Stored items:
Segment Open

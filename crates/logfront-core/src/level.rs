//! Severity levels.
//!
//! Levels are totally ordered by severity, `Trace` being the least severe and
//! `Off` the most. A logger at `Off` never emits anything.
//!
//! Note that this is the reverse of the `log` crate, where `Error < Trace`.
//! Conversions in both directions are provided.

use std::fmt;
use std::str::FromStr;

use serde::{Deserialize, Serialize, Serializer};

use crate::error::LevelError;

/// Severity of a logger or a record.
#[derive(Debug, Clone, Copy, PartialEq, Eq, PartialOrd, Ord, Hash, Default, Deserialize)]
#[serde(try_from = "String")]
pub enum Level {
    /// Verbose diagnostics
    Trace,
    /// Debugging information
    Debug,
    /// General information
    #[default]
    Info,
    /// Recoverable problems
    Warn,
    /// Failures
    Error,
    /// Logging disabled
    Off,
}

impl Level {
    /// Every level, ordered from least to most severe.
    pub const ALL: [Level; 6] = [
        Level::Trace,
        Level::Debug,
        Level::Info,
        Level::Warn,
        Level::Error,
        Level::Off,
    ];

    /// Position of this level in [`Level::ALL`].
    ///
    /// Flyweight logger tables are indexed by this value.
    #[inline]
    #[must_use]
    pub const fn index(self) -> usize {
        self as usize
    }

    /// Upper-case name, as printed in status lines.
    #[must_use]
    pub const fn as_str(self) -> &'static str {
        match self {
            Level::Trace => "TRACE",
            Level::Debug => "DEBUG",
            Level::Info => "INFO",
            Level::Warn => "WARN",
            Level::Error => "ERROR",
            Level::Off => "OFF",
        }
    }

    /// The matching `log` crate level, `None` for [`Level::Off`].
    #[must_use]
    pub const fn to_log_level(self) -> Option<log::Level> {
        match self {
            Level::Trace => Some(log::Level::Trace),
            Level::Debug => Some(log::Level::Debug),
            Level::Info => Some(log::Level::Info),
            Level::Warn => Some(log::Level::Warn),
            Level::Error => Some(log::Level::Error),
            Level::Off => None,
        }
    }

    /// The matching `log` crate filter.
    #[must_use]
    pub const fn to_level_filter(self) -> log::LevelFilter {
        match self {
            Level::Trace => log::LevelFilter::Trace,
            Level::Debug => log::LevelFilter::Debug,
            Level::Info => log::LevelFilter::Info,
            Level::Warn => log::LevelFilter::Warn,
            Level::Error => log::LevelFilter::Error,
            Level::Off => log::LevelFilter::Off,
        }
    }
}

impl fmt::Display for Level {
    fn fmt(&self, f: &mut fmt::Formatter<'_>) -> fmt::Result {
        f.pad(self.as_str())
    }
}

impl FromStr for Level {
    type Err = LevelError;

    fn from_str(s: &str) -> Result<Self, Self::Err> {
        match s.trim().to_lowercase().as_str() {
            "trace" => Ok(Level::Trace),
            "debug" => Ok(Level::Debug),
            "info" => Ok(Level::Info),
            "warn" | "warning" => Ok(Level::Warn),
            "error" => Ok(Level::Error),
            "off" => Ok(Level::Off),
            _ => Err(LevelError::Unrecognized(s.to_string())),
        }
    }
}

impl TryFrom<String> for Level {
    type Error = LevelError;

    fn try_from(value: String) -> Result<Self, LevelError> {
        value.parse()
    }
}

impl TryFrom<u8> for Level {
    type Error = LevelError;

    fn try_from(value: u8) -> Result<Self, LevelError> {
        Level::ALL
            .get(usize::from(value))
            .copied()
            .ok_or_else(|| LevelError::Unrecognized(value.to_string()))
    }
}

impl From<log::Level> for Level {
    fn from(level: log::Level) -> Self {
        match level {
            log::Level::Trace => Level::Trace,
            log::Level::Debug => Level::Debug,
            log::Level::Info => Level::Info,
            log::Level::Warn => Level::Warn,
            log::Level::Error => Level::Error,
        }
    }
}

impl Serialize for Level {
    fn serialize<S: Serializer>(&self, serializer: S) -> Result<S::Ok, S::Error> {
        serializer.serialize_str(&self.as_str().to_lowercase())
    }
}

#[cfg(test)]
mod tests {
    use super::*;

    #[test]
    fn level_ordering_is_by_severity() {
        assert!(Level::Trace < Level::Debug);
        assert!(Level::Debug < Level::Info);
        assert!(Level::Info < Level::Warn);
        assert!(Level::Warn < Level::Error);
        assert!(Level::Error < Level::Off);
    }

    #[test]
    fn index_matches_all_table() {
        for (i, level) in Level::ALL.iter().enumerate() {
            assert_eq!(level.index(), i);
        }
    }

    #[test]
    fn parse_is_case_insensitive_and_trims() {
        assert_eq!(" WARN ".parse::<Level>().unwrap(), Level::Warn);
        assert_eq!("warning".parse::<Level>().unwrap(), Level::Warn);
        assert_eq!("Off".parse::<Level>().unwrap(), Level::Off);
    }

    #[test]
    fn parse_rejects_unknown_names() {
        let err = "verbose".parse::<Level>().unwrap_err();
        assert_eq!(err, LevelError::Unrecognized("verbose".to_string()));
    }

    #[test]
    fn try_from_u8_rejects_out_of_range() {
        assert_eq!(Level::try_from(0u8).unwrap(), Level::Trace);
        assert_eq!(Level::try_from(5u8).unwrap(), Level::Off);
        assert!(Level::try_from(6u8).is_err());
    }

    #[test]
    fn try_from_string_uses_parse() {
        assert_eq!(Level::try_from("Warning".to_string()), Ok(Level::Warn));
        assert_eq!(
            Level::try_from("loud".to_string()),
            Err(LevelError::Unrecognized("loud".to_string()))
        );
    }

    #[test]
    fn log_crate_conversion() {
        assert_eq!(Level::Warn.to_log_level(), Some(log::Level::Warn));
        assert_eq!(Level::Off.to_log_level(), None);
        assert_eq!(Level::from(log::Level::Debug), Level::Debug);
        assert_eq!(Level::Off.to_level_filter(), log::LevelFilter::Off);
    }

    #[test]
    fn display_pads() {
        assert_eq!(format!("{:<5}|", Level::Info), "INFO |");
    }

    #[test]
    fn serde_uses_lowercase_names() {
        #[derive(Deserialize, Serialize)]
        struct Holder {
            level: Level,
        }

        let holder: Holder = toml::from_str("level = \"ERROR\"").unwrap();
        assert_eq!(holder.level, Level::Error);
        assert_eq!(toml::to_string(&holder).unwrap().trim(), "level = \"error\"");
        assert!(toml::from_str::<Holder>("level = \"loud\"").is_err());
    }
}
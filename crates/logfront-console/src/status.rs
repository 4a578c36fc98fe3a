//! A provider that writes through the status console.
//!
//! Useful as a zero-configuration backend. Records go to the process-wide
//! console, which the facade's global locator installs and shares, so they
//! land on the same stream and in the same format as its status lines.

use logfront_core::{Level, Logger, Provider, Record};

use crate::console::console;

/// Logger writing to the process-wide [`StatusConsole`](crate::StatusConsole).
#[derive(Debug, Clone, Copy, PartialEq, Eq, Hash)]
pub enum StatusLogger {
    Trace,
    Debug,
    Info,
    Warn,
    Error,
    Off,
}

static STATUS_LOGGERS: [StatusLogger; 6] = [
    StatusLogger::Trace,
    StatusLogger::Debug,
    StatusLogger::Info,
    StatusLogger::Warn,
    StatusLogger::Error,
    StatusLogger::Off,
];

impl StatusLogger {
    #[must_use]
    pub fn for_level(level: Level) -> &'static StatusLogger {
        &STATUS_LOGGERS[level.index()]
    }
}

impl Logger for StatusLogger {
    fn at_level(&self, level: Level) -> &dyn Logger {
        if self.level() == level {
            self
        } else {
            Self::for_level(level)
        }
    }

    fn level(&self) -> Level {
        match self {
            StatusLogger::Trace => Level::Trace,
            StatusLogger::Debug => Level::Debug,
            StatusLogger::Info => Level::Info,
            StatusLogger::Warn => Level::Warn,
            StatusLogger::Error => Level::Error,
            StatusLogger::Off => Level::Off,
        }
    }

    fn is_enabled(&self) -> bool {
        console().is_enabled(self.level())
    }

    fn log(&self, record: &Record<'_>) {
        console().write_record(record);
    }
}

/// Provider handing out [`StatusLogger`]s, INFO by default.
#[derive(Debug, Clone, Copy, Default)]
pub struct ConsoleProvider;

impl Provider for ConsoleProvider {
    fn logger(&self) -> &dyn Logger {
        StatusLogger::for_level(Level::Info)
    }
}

Segment Closed

WORK ORDER
In the records above, how many lines contain the string "severe"? Reply with the number only.

EXERCISE SOLUTION
2